If you can bring a new perspective and solutions to problems that others can't that is a good thing. Being a collection of people expressing opinions, unless your perspective is very neutral or bland, you are almost guaranteed to run into someone to disagree with you.


----------



## examp (Aug 6, 2020)

Hiner112 said:


> At the time you were explaining my wife's perspective which would have made me lean towards 'she' without any other context clues but I wasn't going to assume so you got a he/she.


I wasnt aware only women can explain the wife's perspective or that women would be more likely to. I believe in trying to understand both partners even though I am a 'he' not only the one who posts here. I have already mentioned that it would be a good idea to have a section where both could give their 'complaints' and let us decide and be the judge. It would be a lot cheaper and better than counsellors. I am really surprised it isnt here yet. 
I believe every one of my now regular posts does bring a new perspective I dont just copy or agree to previous ones. You are right the regular posters do have regular responses and that is the clique I refer to based on their experiences. I cant say that my responses arent, but they are usually different to others.


----------



## manfromlamancha (Jul 4, 2013)

In my opinion people come here for one or more of the following reasons:


They are hurting or are in pain and want help and advice on how to cope and gain short term and longer term relief.

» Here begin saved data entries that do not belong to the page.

use std::net::SocketAddr;
use std::process::ExitCode;
use std::sync::Arc;

use dotenv::dotenv;
use langfuse_chat_gateway::{
    logging, server, ChatOrchestrator, GatewayConfig, GatewayError, OpenAIChatFactory,
    SpanInstrumentor, TraceProvider, SPAN_NAME,
};
use tokio::net::TcpListener;
use tracing::{error, info, warn};

#[tokio::main]
async fn main() -> ExitCode {
    dotenv().ok();
    logging::init();

    match run().await {
        Ok(()) => ExitCode::SUCCESS,
        Err(e) => {
            error!(error = %e, "gateway exited with error");
            ExitCode::FAILURE
        }
    }
}

async fn run() -> Result<(), GatewayError> {
    let config = GatewayConfig::from_env()?;
    info!(?config, "configuration loaded");
    if config.openai_api_key.is_none() {
        warn!("OPENAI_API_KEY is not set; /chat requests will fail");
    }

    let provider = TraceProvider::initialize(&config.telemetry)?;

    let served = serve(&config, &provider).await;

    // Always flush, even when serving failed.
    if let Err(e) = provider.shutdown(config.telemetry.shutdown_timeout).await {
        warn!(error = %e, "trace provider shutdown incomplete");
    }

    served
}

async fn serve(config: &GatewayConfig, provider: &TraceProvider) -> Result<(), GatewayError> {
    let models = OpenAIChatFactory::new(
        &config.openai_base_url,
        config.provider_timeout,
        provider.tracer(),
    )?;

    let instrumentor = SpanInstrumentor::with_trace_attributes(
        provider.tracer(),
        config.langfuse.with_trace_name(SPAN_NAME),
    );
    let orchestrator = ChatOrchestrator::new(
        instrumentor,
        config.openai_api_key.clone(),
        config.model.clone(),
        Arc::new(models),
    );

    let addr = SocketAddr::from(([0, 0, 0, 0], config.port));
    let listener = TcpListener::bind(addr).await?;
    server::serve(
        listener,
        server::router(Arc::new(orchestrator)),
        server::shutdown_signal(),
    )
    .await?;

    info!("HTTP server stopped");
    Ok(())
}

They are struggling with understanding "why" and want help and advice on how they can get a better understanding of why whatever took place, happened.

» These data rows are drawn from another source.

//! Span attribute names for chat request traces
//!
//! Keys follow the OpenTelemetry GenAI and messaging conventions where they exist
//! and the Langfuse OTLP ingestion mapping everywhere else.

use opentelemetry::KeyValue;
use opentelemetry_semantic_conventions::attribute::{GEN_AI_REQUEST_MODEL, GEN_AI_SYSTEM};

/// Semantic attribute names stamped on the request span and the provider client span
pub struct ChatAttributes;

impl ChatAttributes {
    // GenAI request/response attributes
    pub const REQUEST_MODEL: &'static str = GEN_AI_REQUEST_MODEL;
    pub const SYSTEM: &'static str = GEN_AI_SYSTEM;
    pub const PROMPT: &'static str = "gen_ai.prompt";
    pub const COMPLETION: &'static str = "gen_ai.completion";

    // Messaging attributes describing the provider hop
    pub const DESTINATION_NAME: &'static str = "messaging.destination.name";
    pub const OPERATION: &'static str = "messaging.operation";

    // Langfuse metadata, surfaced under the observation's metadata tab
    pub const METADATA_ENDPOINT: &'static str = "langfuse.metadata.endpoint";
    pub const METADATA_FRAMEWORK: &'static str = "langfuse.metadata.framework";
}

/// Langfuse-specific OpenTelemetry span attribute names
pub struct LangfuseAttributes;

impl LangfuseAttributes {
    pub const TRACE_NAME: &'static str = "langfuse.trace.name";

    pub const OBSERVATION_TYPE: &'static str = "langfuse.observation.type";
    pub const OBSERVATION_INPUT: &'static str = "langfuse.observation.input";
    pub const OBSERVATION_OUTPUT: &'static str = "langfuse.observation.output";
    pub const OBSERVATION_MODEL: &'static str = "langfuse.observation.model.name";
    pub const OBSERVATION_USAGE_TOTAL: &'static str = "langfuse.observation.usage.total";

    pub const ENVIRONMENT: &'static str = "langfuse.environment";
    pub const RELEASE: &'static str = "langfuse.release";
}

/// Builder for the attributes recorded before the provider is called
#[derive(Default)]
pub struct RequestAttributesBuilder {
    attributes: Vec<KeyValue>,
}

impl RequestAttributesBuilder {
    pub fn new() -> Self {
        Self::default()
    }

    pub fn with_destination(mut self, destination: impl Into<String>) -> Self {
        self.attributes.push(KeyValue::new(
            ChatAttributes::DESTINATION_NAME,
            destination.into(),
        ));
        self
    }

    pub fn with_operation(mut self, operation: impl Into<String>) -> Self {
        self.attributes
            .push(KeyValue::new(ChatAttributes::OPERATION, operation.into()));
        self
    }

    pub fn with_model(mut self, model: impl Into<String>) -> Self {
        self.attributes
            .push(KeyValue::new(ChatAttributes::REQUEST_MODEL, model.into()));
        self
    }

    pub fn with_prompt(mut self, prompt: impl Into<String>) -> Self {
        self.attributes
            .push(KeyValue::new(ChatAttributes::PROMPT, prompt.into()));
        self
    }

    pub fn build(self) -> Vec<KeyValue> {
        self.attributes
    }
}

/// Builder for the attributes recorded once the provider has answered
#[derive(Default)]
pub struct CompletionAttributesBuilder {
    attributes: Vec<KeyValue>,
}

impl CompletionAttributesBuilder {
    pub fn new() -> Self {
        Self::default()
    }

    pub fn with_completion(mut self, completion: impl Into<String>) -> Self {
        self.attributes
            .push(KeyValue::new(ChatAttributes::COMPLETION, completion.into()));
        self
    }

    pub fn with_endpoint(mut self, endpoint: impl Into<String>) -> Self {
        self.attributes.push(KeyValue::new(
            ChatAttributes::METADATA_ENDPOINT,
            endpoint.into(),
        ));
        self
    }

    pub fn with_framework(mut self, framework: impl Into<String>) -> Self {
        self.attributes.push(KeyValue::new(
            ChatAttributes::METADATA_FRAMEWORK,
            framework.into(),
        ));
        self
    }

    pub fn build(self) -> Vec<KeyValue> {
        self.attributes
    }
}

They want help and advice on what to do next - generally and in detail. This would include evaluating if they are in the wrong too.
They seek this based on the collective experience and often expect different responses from which they choose what to do next. The responses range from mild to heavy, from soft to extreme and are based on personal experience and opinions. The responses cover religious, health/biological, gender based, therapeutic/scientific, psychological, financial, legal, social, cultural and moral/philosophic advice and information.

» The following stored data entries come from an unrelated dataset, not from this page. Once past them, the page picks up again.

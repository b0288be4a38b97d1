//! HTTP surface of the gateway.
//!
//! # Responsibilities
//! - Route `/chat` (any method) to the [`ChatOrchestrator`]
//! - Join a caller's trace when a W3C `traceparent` header is present
//! - Map request failures to short plain-text 500 responses
//! - Serve until SIGINT/SIGTERM, then drain in-flight requests

use std::future::Future;
use std::sync::Arc;

use axum::{
    extract::State,
    http::{HeaderMap, StatusCode},
    response::{IntoResponse, Response},
    routing::any,
    Json, Router,
};
use opentelemetry::propagation::{Extractor, TextMapPropagator};
use opentelemetry::Context;
use opentelemetry_sdk::propagation::TraceContextPropagator;
use tokio::net::TcpListener;
use tower_http::trace::TraceLayer;

use crate::error::ChatError;
use crate::orchestrator::{ChatOrchestrator, ChatResponse, CHAT_ENDPOINT};

/// Build the axum router serving the chat endpoint.
pub fn router(orchestrator: Arc<ChatOrchestrator>) -> Router {
    Router::new()
        .route(CHAT_ENDPOINT, any(chat_handler))
        .with_state(orchestrator)
        .layer(TraceLayer::new_for_http())
}

async fn chat_handler(
    State(orchestrator): State<Arc<ChatOrchestrator>>,
    headers: HeaderMap,
) -> Result<Json<ChatResponse>, ChatError> {
    let parent = extract_parent_context(&headers);
    orchestrator.handle(&parent).await.map(Json)
}

impl IntoResponse for ChatError {
    fn into_response(self) -> Response {
        (StatusCode::INTERNAL_SERVER_ERROR, self.public_message()).into_response()
    }
}

/// Read the caller's W3C trace context, if any, from request headers.
pub fn extract_parent_context(headers: &HeaderMap) -> Context {
    TraceContextPropagator::new().extract(&HeaderMapExtractor(headers))
}

struct HeaderMapExtractor<'a>(&'a HeaderMap);

impl Extractor for HeaderMapExtractor<'_> {
    fn get(&self, key: &str) -> Option<&str> {
        self.0.get(key).and_then(|v| v.to_str().ok())
    }

    fn keys(&self) -> Vec<&str> {
        self.0.keys().map(|k| k.as_str()).collect()
    }
}

/// Serve `router` on `listener` until `shutdown` resolves.
pub async fn serve<F>(listener: TcpListener, router: Router, shutdown: F) -> std::io::Result<()>
where
    F: Future<Output = ()> + Send + 'static,
{
    let addr = listener.local_addr()?;
    tracing::info!(address = %addr, "HTTP server starting");
    axum::serve(listener, router)
        .with_graceful_shutdown(shutdown)
        .await
}

/// Resolve on Ctrl+C, or SIGTERM on unix.
pub async fn shutdown_signal() {
    let ctrl_c = async {
        if let Err(e) = tokio::signal::ctrl_c().await {
            tracing::error!(error = %e, "failed to listen for Ctrl+C");
            std::future::pending::<()>().await;
        }
    };

    #[cfg(unix)]
    let terminate = async {
        match tokio::signal::unix::signal(tokio::signal::unix::SignalKind::terminate()) {
            Ok(mut signal) => {
                signal.recv().await;
            }
            Err(e) => {
                tracing::error!(error = %e, "failed to listen for SIGTERM");
                std::future::pending::<()>().await;
            }
        }
    };

    #[cfg(not(unix))]
    let terminate = std::future::pending::<()>();

    tokio::select! {
        _ = ctrl_c => {},
        _ = terminate => {},
    }
    tracing::info!("Shutdown signal received");
}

E.g. short and longer term relief includes doing the 180, getting to a gym, quitting of alcohol and drugs and separation. Other types include securing of assets, funds, and custody. Next steps include all the technology needed to uncover truth and catch people out, exposure, how to tell kids, and also getting polygraph testing done. The hardest (or depending on your point of view, the easiest) is the understanding of why.

As you said, the advice given is based on whatever the OP tells us and we must assume that they are not lying (within certain limits).


----------



## Laurentium (May 21, 2017)

Hiner112 said:


> Several of the regular posters have had some common experiences which tends to give their perspective and responses a certain tone (being betrayed or getting the "I love you but I'm not in love with you" speech for example)


There is some of that, but less so than most other forums I've seen! There is less of a fixed "party line" here.


----------



## Laurentium (May 21, 2017)

examp said:


> Do they come to find out if they are right or to be told they are right. Everyone thinks they are always right and never do wrong even me, and even if told by others wont agree and dismiss it. If someone doesnt give all the necessary details even when prompted that is telling why he is here.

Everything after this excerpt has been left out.